AFP le 24/11/2021 à 10:17

Les pays pêchant dans l'Atlantique Nord se sont mis d'accord pour mieux protéger les requins-taupes bleus, une espèce menacée, lors de la réunion de la Commission internationale pour la conservation des thonidés de l'Atlantique qui s'est achevée mardi soir.

« L’ICCAT a convenu d’une nouvelle mesure de conservation pour le requin-taupe bleu de l’Atlantique Nord capturé » par les pêcheries des pays membres de l’ICCAT, « afin de mettre immédiatement fin à la surpêche », selon un communiqué de la commission internationale.

Cette nouvelle mesure « interdit aux pêcheurs de conserver à bord, de transborder et de débarquer (en totalité ou en partie) des requins-taupes bleus de l’Atlantique Nord capturés » par les pêcheries de l’ICCAT « en 2022 et 2023 », détaille dans un communiqué l’ONG britannique The Shark Trust, qui agit pour la protection des requins. La disposition était, selon cette ONG, recommandée par les scientifiques depuis 2017.

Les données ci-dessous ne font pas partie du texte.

//! The checkpoint value model.
//!
//! A checkpoint is a [`Mapping`] whose values are drawn from a closed set of
//! four kinds: nested mappings, sequences, tensors and opaque scalars.

use std::collections::HashMap;
use std::fmt;

use serde::Serialize;

use crate::Tensor;

/// A checkpoint: an ordered mapping whose top-level keys are roots.
pub type Checkpoint = Mapping;

/// Atomic value carried through unchanged.
#[derive(Debug, Clone, PartialEq)]
pub enum Scalar {
    /// Absent value.
    None,
    /// Boolean.
    Bool(bool),
    /// Integer.
    Int(i64),
    /// Floating point number.
    Float(f64),
    /// Text.
    Str(String),
}

impl fmt::Display for Scalar {
    fn fmt(&self, f: &mut fmt::Formatter<'_>) -> fmt::Result {
        match self {
            Self::None => f.write_str("None"),
            Self::Bool(true) => f.write_str("True"),
            Self::Bool(false) => f.write_str("False"),
            Self::Int(v) => write!(f, "{v}"),
            Self::Float(v) if v.is_finite() && v.fract() == 0.0 => write!(f, "{v:.1}"),
            Self::Float(v) => write!(f, "{v}"),
            Self::Str(s) => f.write_str(s),
        }
    }
}

impl From<bool> for Scalar {
    fn from(v: bool) -> Self {
        Self::Bool(v)
    }
}

impl From<i64> for Scalar {
    fn from(v: i64) -> Self {
        Self::Int(v)
    }
}

impl From<f64> for Scalar {
    fn from(v: f64) -> Self {
        Self::Float(v)
    }
}

impl From<&str> for Scalar {
    fn from(v: &str) -> Self {
        Self::Str(v.to_string())
    }
}

impl From<String> for Scalar {
    fn from(v: String) -> Self {
        Self::Str(v)
    }
}

/// The four kinds a [`Value`] can take.
#[derive(Debug, Clone, Copy, PartialEq, Eq, Hash, Serialize)]
#[serde(rename_all = "lowercase")]
pub enum ValueKind {
    /// Nested mapping.
    Mapping,
    /// Ordered list.
    Sequence,
    /// Dense tensor.
    Tensor,
    /// Opaque scalar.
    Scalar,
}

impl fmt::Display for ValueKind {
    fn fmt(&self, f: &mut fmt::Formatter<'_>) -> fmt::Result {
        let name = match self {
            Self::Mapping => "mapping",
            Self::Sequence => "sequence",
            Self::Tensor => "tensor",
            Self::Scalar => "scalar",
        };
        f.write_str(name)
    }
}

/// A node in a checkpoint.
#[derive(Debug, Clone, PartialEq)]
pub enum Value {
    /// Ordered key-value collection.
    Mapping(Mapping),
    /// Ordered list of values.
    Sequence(Vec<Value>),
    /// Dense tensor.
    Tensor(Tensor),
    /// Opaque scalar.
    Scalar(Scalar),
}

impl Value {
    /// Kind of this value.
    pub fn kind(&self) -> ValueKind {
        match self {
            Self::Mapping(_) => ValueKind::Mapping,
            Self::Sequence(_) => ValueKind::Sequence,
            Self::Tensor(_) => ValueKind::Tensor,
            Self::Scalar(_) => ValueKind::Scalar,
        }
    }

    /// Borrow as a mapping.
    pub fn as_mapping(&self) -> Option<&Mapping> {
        match self {
            Self::Mapping(map) => Some(map),
            _ => None,
        }
    }

    /// Borrow as a tensor.
    pub fn as_tensor(&self) -> Option<&Tensor> {
        match self {
            Self::Tensor(tensor) => Some(tensor),
            _ => None,
        }
    }
}

impl From<Mapping> for Value {
    fn from(map: Mapping) -> Self {
        Self::Mapping(map)
    }
}

impl From<Vec<Value>> for Value {
    fn from(items: Vec<Value>) -> Self {
        Self::Sequence(items)
    }
}

impl From<Tensor> for Value {
    fn from(tensor: Tensor) -> Self {
        Self::Tensor(tensor)
    }
}

impl From<Scalar> for Value {
    fn from(scalar: Scalar) -> Self {
        Self::Scalar(scalar)
    }
}

/// Insertion-ordered mapping with unique string keys.
#[derive(Debug, Clone, Default)]
pub struct Mapping {
    entries: Vec<(String, Value)>,
    index: HashMap<String, usize>,
}

impl Mapping {
    /// Create an empty mapping.
    pub fn new() -> Self {
        Self::default()
    }

    /// Number of entries.
    pub fn len(&self) -> usize {
        self.entries.len()
    }

    /// Whether the mapping has no entries.
    pub fn is_empty(&self) -> bool {
        self.entries.is_empty()
    }

    /// Whether `key` is present.
    pub fn contains_key(&self, key: &str) -> bool {
        self.index.contains_key(key)
    }

    /// Look up a value.
    pub fn get(&self, key: &str) -> Option<&Value> {
        self.index.get(key).map(|&pos| &self.entries[pos].1)
    }

    /// Look up a value mutably.
    pub fn get_mut(&mut self, key: &str) -> Option<&mut Value> {
        let pos = *self.index.get(key)?;
        Some(&mut self.entries[pos].1)
    }

    /// Insert a value.
    ///
    /// Replacing an existing key keeps its position and returns the old value.
    pub fn insert(&mut self, key: impl Into<String>, value: impl Into<Value>) -> Option<Value> {
        let key = key.into();
        let value = value.into();
        if let Some(&pos) = self.index.get(&key) {
            return Some(std::mem::replace(&mut self.entries[pos].1, value));
        }
        self.index.insert(key.clone(), self.entries.len());
        self.entries.push((key, value));
        None
    }

    /// Remove a key, shifting later entries down.
    pub fn remove(&mut self, key: &str) -> Option<Value> {
        let pos = self.index.remove(key)?;
        let (_, value) = self.entries.remove(pos);
        for (k, _) in &self.entries[pos..] {
            if let Some(slot) = self.index.get_mut(k) {
                *slot -= 1;
            }
        }
        Some(value)
    }

    /// Keep only the entries for which `keep` returns true.
    pub fn retain(&mut self, mut keep: impl FnMut(&str, &Value) -> bool) {
        self.entries.retain(|(k, v)| keep(k, v));
        self.reindex();
    }

    /// Keys in insertion order.
    pub fn keys(&self) -> impl Iterator<Item = &str> {
        self.entries.iter().map(|(k, _)| k.as_str())
    }

    /// Entries in insertion order.
    pub fn iter(&self) -> impl Iterator<Item = (&str, &Value)> {
        self.entries.iter().map(|(k, v)| (k.as_str(), v))
    }

    /// Mutable entries in insertion order.
    pub fn iter_mut(&mut self) -> impl Iterator<Item = (&str, &mut Value)> {
        self.entries.iter_mut().map(|(k, v)| (k.as_str(), v))
    }

    fn reindex(&mut self) {
        self.index = self
            .entries
            .iter()
            .enumerate()
            .map(|(pos, (k, _))| (k.clone(), pos))
            .collect();
    }
}

impl PartialEq for Mapping {
    fn eq(&self, other: &Self) -> bool {
        self.entries == other.entries
    }
}

impl<K: Into<String>, V: Into<Value>> FromIterator<(K, V)> for Mapping {
    fn from_iter<I: IntoIterator<Item = (K, V)>>(iter: I) -> Self {
        let mut map = Mapping::new();
        map.extend(iter);
        map
    }
}

impl<K: Into<String>, V: Into<Value>> Extend<(K, V)> for Mapping {
    fn extend<I: IntoIterator<Item = (K, V)>>(&mut self, iter: I) {
        for (k, v) in iter {
            self.insert(k, v);
        }
    }
}

impl IntoIterator for Mapping {
    type Item = (String, Value);
    type IntoIter = std::vec::IntoIter<(String, Value)>;

    fn into_iter(self) -> Self::IntoIter {
        self.entries.into_iter()
    }
}

type EntryRef<'a> = fn(&'a (String, Value)) -> (&'a str, &'a Value);

fn entry_ref((key, value): &(String, Value)) -> (&str, &Value) {
    (key.as_str(), value)
}

impl<'a> IntoIterator for &'a Mapping {
    type Item = (&'a str, &'a Value);
    type IntoIter = std::iter::Map<std::slice::Iter<'a, (String, Value)>, EntryRef<'a>>;

    fn into_iter(self) -> Self::IntoIter {
        self.entries.iter().map(entry_ref as EntryRef<'a>)
    }
}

L’ONG Pew, elle aussi active dans la protection de l’environnement, salue cette mesure, portée notamment par le Sénégal, le Canada et le Royaume-Uni. La population de requins-taupes bleus de l’Atlantique Nord est « la plus menacée d’une espèce en danger au niveau mondial », souligne-t-elle.

The Shark Trust pointe du doigt l’Union européenne, qui, dit-elle, « a contribué à 74 % des captures de cette espèce dans l’Atlantique Nord en 2020 » et qui voudrait, selon l’ONG, reprendre la pêche de ces requins dès que possible.

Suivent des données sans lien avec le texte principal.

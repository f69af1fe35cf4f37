//! Flattening checkpoints into a browsable display tree.
//!
//! [`flatten`] walks a checkpoint depth-first and emits one [`DisplayNode`]
//! per entry, in pre-order. Every node carries a display key that the tree
//! uses to address it. Names are deduplicated with a single occurrence
//! counter shared by the whole traversal, not one counter per parent: the
//! second `weight` anywhere in the checkpoint becomes `weight_1`, the third
//! `weight_2`, even when the entries live in unrelated branches. A suffixed
//! name that is already taken (say by a literal `weight_1` key) is skipped, so
//! display keys are unique across the tree. The label shown to users keeps
//! the bare name.

use std::collections::{HashMap, HashSet};

use serde::Serialize;

use crate::{Mapping, Value};

/// Traversal-wide naming state: occurrence counts per bare name and every
/// display key handed out so far.
#[derive(Debug, Clone, Default)]
pub struct KeysSeen {
    counts: HashMap<String, usize>,
    emitted: HashSet<String>,
}

impl KeysSeen {
    /// Empty naming state.
    pub fn new() -> Self {
        Self::default()
    }

    /// Whether `display_key` has been handed out.
    pub fn contains(&self, display_key: &str) -> bool {
        self.emitted.contains(display_key)
    }
}

/// One row of the display tree.
#[derive(Debug, Clone, PartialEq, Eq, Serialize)]
pub struct DisplayNode {
    /// Display key of the parent node, `None` for top-level entries.
    pub parent: Option<String>,
    /// Display key addressing this node.
    pub key: String,
    /// Label shown to the user (the unsuffixed name).
    pub text: String,
    /// Zero values for branches, one for leaves.
    pub values: Vec<String>,
}

impl DisplayNode {
    fn branch(parent: Option<&str>, key: String, text: &str) -> Self {
        Self {
            parent: parent.map(str::to_string),
            key,
            text: text.to_string(),
            values: Vec::new(),
        }
    }

    fn leaf(parent: Option<&str>, key: String, text: &str, value: String) -> Self {
        Self {
            parent: parent.map(str::to_string),
            key,
            text: text.to_string(),
            values: vec![value],
        }
    }

    /// Whether this node is a leaf (tensor or scalar).
    pub fn is_leaf(&self) -> bool {
        !self.values.is_empty()
    }
}

/// Flatten a checkpoint into pre-ordered display nodes.
pub fn flatten(checkpoint: &Mapping) -> Vec<DisplayNode> {
    let mut keys_seen = KeysSeen::new();
    let mut nodes = Vec::new();
    for (key, value) in checkpoint {
        visit(None, key, value, &mut keys_seen, &mut nodes);
    }
    nodes
}

/// Pick the display key for `key` and record the occurrence.
///
/// The first occurrence keeps the bare name; occurrence `n` (counting from
/// zero) becomes `key_n`. When that name was already handed out, the counter
/// keeps advancing until a free `key_m` is found.
pub fn dedup_key(key: &str, keys_seen: &mut KeysSeen) -> String {
    let count = keys_seen.counts.entry(key.to_string()).or_insert(0);
    let mut display_key = if *count == 0 {
        key.to_string()
    } else {
        format!("{key}_{count}")
    };
    *count += 1;
    while keys_seen.emitted.contains(&display_key) {
        display_key = format!("{key}_{count}");
        *count += 1;
    }
    keys_seen.emitted.insert(display_key.clone());
    display_key
}

fn visit(
    parent: Option<&str>,
    key: &str,
    value: &Value,
    keys_seen: &mut KeysSeen,
    nodes: &mut Vec<DisplayNode>,
) {
    let display_key = dedup_key(key, keys_seen);
    match value {
        Value::Mapping(map) => {
            nodes.push(DisplayNode::branch(parent, display_key.clone(), key));
            for (child_key, child) in map {
                visit(Some(&display_key), child_key, child, keys_seen, nodes);
            }
        }
        Value::Sequence(items) => {
            nodes.push(DisplayNode::branch(parent, display_key.clone(), key));
            for (index, item) in items.iter().enumerate() {
                // Elements are named after the original key, not the display key.
                let element_key = format!("{key}_{index}");
                visit(Some(&display_key), &element_key, item, keys_seen, nodes);
            }
        }
        Value::Tensor(tensor) => {
            nodes.push(DisplayNode::leaf(parent, display_key, key, tensor.shape_string()));
        }
        Value::Scalar(scalar) => {
            nodes.push(DisplayNode::leaf(parent, display_key, key, scalar.to_string()));
        }
    }
}

/// A flattened checkpoint with lookups by display key.
#[derive(Debug, Clone, Default)]
pub struct DisplayTree {
    nodes: Vec<DisplayNode>,
    by_key: HashMap<String, usize>,
}

impl DisplayTree {
    /// Flatten `checkpoint` and index the result.
    pub fn build(checkpoint: &Mapping) -> Self {
        Self::from_nodes(flatten(checkpoint))
    }

    /// Index already flattened nodes.
    pub fn from_nodes(nodes: Vec<DisplayNode>) -> Self {
        let mut by_key = HashMap::with_capacity(nodes.len());
        for (pos, node) in nodes.iter().enumerate() {
            by_key.entry(node.key.clone()).or_insert(pos);
        }
        Self { nodes, by_key }
    }

    /// All nodes in pre-order.
    pub fn nodes(&self) -> &[DisplayNode] {
        &self.nodes
    }

    /// Number of nodes.
    pub fn len(&self) -> usize {
        self.nodes.len()
    }

    /// Whether the tree has no nodes.
    pub fn is_empty(&self) -> bool {
        self.nodes.is_empty()
    }

    /// Look up a node by display key.
    pub fn get(&self, key: &str) -> Option<&DisplayNode> {
        self.by_key.get(key).map(|&pos| &self.nodes[pos])
    }

    /// Direct children of `parent` (`None` for top-level nodes), in order.
    pub fn children<'a>(&'a self, parent: Option<&'a str>) -> impl Iterator<Item = &'a DisplayNode> {
        self.nodes
            .iter()
            .filter(move |node| node.parent.as_deref() == parent)
    }

    /// Render as an indented outline, one node per line.
    ///
    /// Nodes deeper than `max_depth` (top level is depth 0) are skipped.
    pub fn render_text(&self, max_depth: Option<usize>) -> String {
        let mut depths: HashMap<&str, usize> = HashMap::with_capacity(self.nodes.len());
        let mut out = String::new();
        for node in &self.nodes {
            let depth = node
                .parent
                .as_deref()
                .and_then(|parent| depths.get(parent))
                .map_or(0, |d| d + 1);
            depths.entry(node.key.as_str()).or_insert(depth);
            if max_depth.is_some_and(|max| depth > max) {
                continue;
            }
            out.push_str(&"  ".repeat(depth));
            out.push_str(&node.text);
            if let Some(value) = node.values.first() {
                out.push_str(": ");
                out.push_str(value);
            }
            out.push('\n');
        }
        out
    }

    /// Render the nodes as pretty-printed JSON.
    pub fn to_json(&self) -> serde_json::Result<String> {
        serde_json::to_string_pretty(&self.nodes)
    }
}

La Commission internationale pour la conservation des thonidés de l’Atlantique (CICTA, ICCAT en anglais) regroupe une cinquantaine d’Etats. Elle est chargée de fixer des niveaux de pêche pour plusieurs espèces de thonidés (thons, bonites, makaires, espadons) et de requins en Atlantique et en Méditerranée, dans le but d’assurer la conservation de ces espèces vivant en haute mer.

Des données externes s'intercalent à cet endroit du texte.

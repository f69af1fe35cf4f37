//! The running weighted sum behind a ratio merge.
//!
//! A [`MergeAccumulator`] holds one section per requested root. Each
//! contributing checkpoint is folded in with [`MergeAccumulator::accumulate`],
//! which consumes the accumulator and hands it back, so the state is always
//! an explicit value owned by the caller.

use std::fmt;
use std::path::{Path, PathBuf};

use torchspector_core::{CheckpointError, Mapping, Value};
use tracing::warn;

use crate::{MergeError, Result};

/// Root name that selects the whole checkpoint.
pub const WHOLE_CHECKPOINT: &str = "ALL";

/// Which part of a checkpoint a merge reads.
#[derive(Debug, Clone, PartialEq, Eq, Hash)]
pub enum RootSelector {
    /// A named top-level section, e.g. `state_dict`.
    Section(String),
    /// The checkpoint itself, without indexing.
    Whole,
}

impl RootSelector {
    /// Parse a root name; `ALL` selects the whole checkpoint.
    pub fn parse(name: &str) -> Self {
        if name == WHOLE_CHECKPOINT {
            Self::Whole
        } else {
            Self::Section(name.to_string())
        }
    }

    /// Resolve a list of root names. An empty list selects the whole checkpoint.
    pub fn parse_list<S: AsRef<str>>(names: &[S]) -> Result<Vec<Self>> {
        if names.is_empty() {
            return Ok(vec![Self::Whole]);
        }
        let roots: Vec<Self> = names.iter().map(|n| Self::parse(n.as_ref())).collect();
        if roots.len() > 1 && roots.contains(&Self::Whole) {
            return Err(MergeError::InvalidConfig(format!(
                "root '{WHOLE_CHECKPOINT}' selects the whole checkpoint and cannot be combined with named roots"
            )));
        }
        for (idx, root) in roots.iter().enumerate() {
            if roots[..idx].contains(root) {
                return Err(MergeError::InvalidConfig(format!("root '{root}' is listed twice")));
            }
        }
        Ok(roots)
    }

    fn select<'a>(&self, checkpoint: &'a Mapping, source: &Path) -> Result<&'a Mapping> {
        match self {
            Self::Whole => Ok(checkpoint),
            Self::Section(name) => match checkpoint.get(name) {
                Some(Value::Mapping(section)) => Ok(section),
                Some(other) => Err(MergeError::RootNotMapping {
                    root: name.clone(),
                    checkpoint: source.to_path_buf(),
                    found: other.kind(),
                }),
                None => Err(MergeError::RootNotFound {
                    root: name.clone(),
                    checkpoint: source.to_path_buf(),
                }),
            },
        }
    }
}

impl fmt::Display for RootSelector {
    fn fmt(&self, f: &mut fmt::Formatter<'_>) -> fmt::Result {
        match self {
            Self::Section(name) => f.write_str(name),
            Self::Whole => f.write_str(WHOLE_CHECKPOINT),
        }
    }
}

/// Substring filter on tensor keys.
///
/// An empty filter matches every key.
#[derive(Debug, Clone, Default, PartialEq, Eq)]
pub struct MatchWords(Vec<String>);

impl MatchWords {
    /// Build a filter; empty words are dropped.
    pub fn new<I, S>(words: I) -> Self
    where
        I: IntoIterator<Item = S>,
        S: Into<String>,
    {
        Self(
            words
                .into_iter()
                .map(Into::into)
                .filter(|w: &String| !w.is_empty())
                .collect(),
        )
    }

    /// Parse a comma separated list, trimming whitespace.
    pub fn parse_list(list: &str) -> Self {
        Self::new(list.split(',').map(str::trim))
    }

    /// Whether `key` passes the filter.
    pub fn matches(&self, key: &str) -> bool {
        self.0.is_empty() || self.0.iter().any(|word| key.contains(word.as_str()))
    }

    /// Whether the filter accepts everything.
    pub fn is_empty(&self) -> bool {
        self.0.is_empty()
    }

    /// The configured words.
    pub fn words(&self) -> &[String] {
        &self.0
    }
}

/// Recoverable condition noticed during a merge.
#[derive(Debug, Clone, PartialEq, Eq)]
pub enum MergeWarning {
    /// A key first appeared in a checkpoint after the first one, so earlier
    /// checkpoints contributed nothing to it.
    LateKey {
        /// Root section name.
        root: String,
        /// Tensor key.
        key: String,
        /// Checkpoint that introduced the key.
        checkpoint: PathBuf,
        /// Position of that checkpoint in the merge order.
        index: usize,
    },
}

impl fmt::Display for MergeWarning {
    fn fmt(&self, f: &mut fmt::Formatter<'_>) -> fmt::Result {
        match self {
            Self::LateKey {
                root,
                key,
                checkpoint,
                index,
            } => write!(
                f,
                "key '{key}' in root '{root}' introduced by checkpoint #{index} ({checkpoint:?}), not present in earlier ones"
            ),
        }
    }
}

/// One checkpoint's contribution to a merge.
#[derive(Debug, Clone, Copy)]
pub struct Contribution<'a> {
    /// The loaded checkpoint.
    pub checkpoint: &'a Mapping,
    /// Where it was loaded from, for diagnostics.
    pub source: &'a Path,
    /// Weight applied to its tensors.
    pub alpha: f32,
}

/// Per-root running sums of alpha-weighted tensors.
#[derive(Debug, Clone)]
pub struct MergeAccumulator {
    sections: Vec<(RootSelector, Mapping)>,
    matchwords: MatchWords,
    contributions: usize,
    warnings: Vec<MergeWarning>,
}

impl MergeAccumulator {
    /// Start an empty accumulator with one section per root.
    pub fn new(roots: &[RootSelector], matchwords: MatchWords) -> Self {
        Self {
            sections: roots.iter().map(|r| (r.clone(), Mapping::new())).collect(),
            matchwords,
            contributions: 0,
            warnings: Vec::new(),
        }
    }

    /// Fold one checkpoint into the running sums.
    ///
    /// Keys already present accumulate `alpha * tensor` in place; new keys are
    /// inserted as `alpha * tensor`. Sums are never renormalized, so a key
    /// missing from some checkpoints only carries the alphas of those that
    /// had it.
    pub fn accumulate(mut self, contribution: Contribution<'_>) -> Result<Self> {
        let index = self.contributions;
        for (root, section) in &mut self.sections {
            let theta = root.select(contribution.checkpoint, contribution.source)?;
            for (key, value) in theta {
                if !self.matchwords.matches(key) {
                    continue;
                }
                let Value::Tensor(tensor) = value else {
                    return Err(not_a_tensor(root, key, value, contribution.source));
                };

                match section.get_mut(key) {
                    Some(Value::Tensor(sum)) => {
                        sum.scaled_add(contribution.alpha, tensor).map_err(|err| match err {
                            CheckpointError::ShapeMismatch { expected, actual } => {
                                MergeError::ShapeMismatch {
                                    root: root.to_string(),
                                    key: key.to_string(),
                                    checkpoint: contribution.source.to_path_buf(),
                                    expected,
                                    actual,
                                }
                            }
                            other => other.into(),
                        })?;
                    }
                    // Sections only ever hold tensors.
                    _ => {
                        if index > 0 {
                            let warning = MergeWarning::LateKey {
                                root: root.to_string(),
                                key: key.to_string(),
                                checkpoint: contribution.source.to_path_buf(),
                                index,
                            };
                            warn!("{}", warning);
                            self.warnings.push(warning);
                        }
                        section.insert(key, tensor.scaled(contribution.alpha));
                    }
                }
            }
        }
        self.contributions += 1;
        Ok(self)
    }

    /// Number of checkpoints folded in so far.
    pub fn contributions(&self) -> usize {
        self.contributions
    }

    /// Warnings collected so far.
    pub fn warnings(&self) -> &[MergeWarning] {
        &self.warnings
    }

    /// Current sums for a root.
    pub fn section(&self, root: &RootSelector) -> Option<&Mapping> {
        self.sections
            .iter()
            .find(|(r, _)| r == root)
            .map(|(_, section)| section)
    }

    /// Finish the merge.
    ///
    /// Returns `{root: {key: tensor}}`, or the flat section when the whole
    /// checkpoint was the only root, together with the collected warnings.
    pub fn finish(self) -> (Mapping, Vec<MergeWarning>) {
        let whole_only = matches!(self.sections.as_slice(), [(RootSelector::Whole, _)]);
        let merged = if whole_only {
            self.sections
                .into_iter()
                .next()
                .map(|(_, section)| section)
                .unwrap_or_default()
        } else {
            self.sections
                .into_iter()
                .map(|(root, section)| (root.to_string(), section))
                .collect()
        };
        (merged, self.warnings)
    }
}

fn not_a_tensor(root: &RootSelector, key: &str, value: &Value, source: &Path) -> MergeError {
    MergeError::NotATensor {
        root: root.to_string(),
        key: key.to_string(),
        found: value.kind(),
        checkpoint: source.to_path_buf(),
    }
}

#[cfg(test)]
mod tests {
    use super::*;
    use torchspector_core::{Scalar, Tensor};

    fn t(values: &[f32]) -> Tensor {
        Tensor::from_f32(&[values.len()], values.to_vec()).unwrap()
    }

    fn flat(entries: &[(&str, &[f32])]) -> Mapping {
        entries.iter().map(|(k, v)| (*k, t(v))).collect()
    }

    fn contribution<'a>(checkpoint: &'a Mapping, alpha: f32) -> Contribution<'a> {
        Contribution {
            checkpoint,
            source: Path::new("mem"),
            alpha,
        }
    }

    fn values(map: &Mapping, key: &str) -> Vec<f32> {
        map.get(key).and_then(Value::as_tensor).unwrap().to_vec()
    }

    #[test]
    fn test_root_parsing() {
        assert_eq!(
            RootSelector::parse_list::<&str>(&[]).unwrap(),
            vec![RootSelector::Whole]
        );
        assert_eq!(
            RootSelector::parse_list(&["ALL"]).unwrap(),
            vec![RootSelector::Whole]
        );
        assert_eq!(
            RootSelector::parse_list(&["state_dict"]).unwrap(),
            vec![RootSelector::Section("state_dict".into())]
        );
        assert!(RootSelector::parse_list(&["ALL", "state_dict"]).is_err());
        assert!(RootSelector::parse_list(&["ema", "ema"]).is_err());
    }

    #[test]
    fn test_matchwords() {
        let words = MatchWords::parse_list("main, aux");
        assert!(words.matches("layer.main.weight"));
        assert!(words.matches("layer.aux.bias"));
        assert!(!words.matches("layer.other.weight"));

        assert!(MatchWords::default().matches("anything"));
        assert!(MatchWords::parse_list("").is_empty());
        assert!(MatchWords::new(["", ""]).matches("x"));
    }

    #[test]
    fn test_first_checkpoint_seeds_scaled_values() {
        let a = flat(&[("w", &[2.0, 4.0])]);
        let acc = MergeAccumulator::new(&[RootSelector::Whole], MatchWords::default())
            .accumulate(contribution(&a, 0.5))
            .unwrap();
        assert_eq!(acc.contributions(), 1);
        assert!(acc.warnings().is_empty());
        assert_eq!(values(acc.section(&RootSelector::Whole).unwrap(), "w"), vec![1.0, 2.0]);
    }

    #[test]
    fn test_late_key_warns_without_renormalizing() {
        let a = flat(&[("x", &[2.0])]);
        let b = flat(&[("y", &[4.0])]);
        let acc = MergeAccumulator::new(&[RootSelector::Whole], MatchWords::default())
            .accumulate(contribution(&a, 0.5))
            .unwrap()
            .accumulate(contribution(&b, 0.5))
            .unwrap();

        let (merged, warnings) = acc.finish();
        assert_eq!(values(&merged, "x"), vec![1.0]);
        assert_eq!(values(&merged, "y"), vec![2.0]);
        assert_eq!(warnings.len(), 1);
        assert!(matches!(&warnings[0], MergeWarning::LateKey { key, index: 1, .. } if key == "y"));
    }

    #[test]
    fn test_shape_mismatch_is_fatal() {
        let a = flat(&[("w", &[1.0, 2.0])]);
        let b = flat(&[("w", &[1.0, 2.0, 3.0])]);
        let acc = MergeAccumulator::new(&[RootSelector::Whole], MatchWords::default())
            .accumulate(contribution(&a, 1.0))
            .unwrap();
        let err = acc.accumulate(contribution(&b, 1.0)).unwrap_err();
        match err {
            MergeError::ShapeMismatch {
                root,
                key,
                expected,
                actual,
                ..
            } => {
                assert_eq!(root, "ALL");
                assert_eq!(key, "w");
                assert_eq!(expected, vec![2]);
                assert_eq!(actual, vec![3]);
            }
            other => panic!("unexpected error: {other}"),
        }
    }

    #[test]
    fn test_non_tensor_values_are_rejected() {
        let mut a = flat(&[("w", &[1.0])]);
        a.insert("epoch", Scalar::Int(3));
        let err = MergeAccumulator::new(&[RootSelector::Whole], MatchWords::default())
            .accumulate(contribution(&a, 1.0))
            .unwrap_err();
        assert!(matches!(err, MergeError::NotATensor { ref key, .. } if key == "epoch"));
    }

    #[test]
    fn test_filtered_non_tensor_values_are_ignored() {
        let mut a = flat(&[("model.main.w", &[1.0])]);
        a.insert("epoch", Scalar::Int(3));
        let acc = MergeAccumulator::new(&[RootSelector::Whole], MatchWords::new(["main"]))
            .accumulate(contribution(&a, 1.0))
            .unwrap();
        let (merged, _) = acc.finish();
        assert_eq!(merged.keys().collect::<Vec<_>>(), vec!["model.main.w"]);
    }

    #[test]
    fn test_named_roots_shape_output() {
        let mut a = Mapping::new();
        a.insert("state_dict", flat(&[("w", &[1.0])]));
        a.insert("ema", flat(&[("w", &[3.0])]));
        let roots = RootSelector::parse_list(&["state_dict", "ema"]).unwrap();
        let (merged, _) = MergeAccumulator::new(&roots, MatchWords::default())
            .accumulate(contribution(&a, 1.0))
            .unwrap()
            .finish();

        assert_eq!(merged.keys().collect::<Vec<_>>(), vec!["state_dict", "ema"]);
        let ema = merged.get("ema").and_then(Value::as_mapping).unwrap();
        assert_eq!(values(ema, "w"), vec![3.0]);
    }

    #[test]
    fn test_missing_root_and_non_mapping_root() {
        let a = flat(&[("w", &[1.0])]);
        let roots = RootSelector::parse_list(&["state_dict"]).unwrap();
        let err = MergeAccumulator::new(&roots, MatchWords::default())
            .accumulate(contribution(&a, 1.0))
            .unwrap_err();
        assert!(matches!(err, MergeError::RootNotFound { .. }));

        let roots = RootSelector::parse_list(&["w"]).unwrap();
        let err = MergeAccumulator::new(&roots, MatchWords::default())
            .accumulate(contribution(&a, 1.0))
            .unwrap_err();
        assert!(matches!(err, MergeError::RootNotMapping { .. }));
    }
}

Cet organisme a adopté de nouveaux quotas de pêche pour plusieurs espèces: 62.000 tonnes pour le thon obèse en 2022, 110.000 tonnes pour l’albacore et 36.000 tonnes pour le thon rouge. « En 2022, une nouvelle évaluation du stock de thon rouge de l’Atlantique Est et de la Méditerranée sera réalisée », précise l’ICCAT.

« Cette réunion a été un succès, montrant que de réels progrès peuvent être réalisés en dépit des défis posés par la pandémie » de Covid-19 et des réunions tenues en ligne, souligne encore l’ONG Pew Charitable Trusts.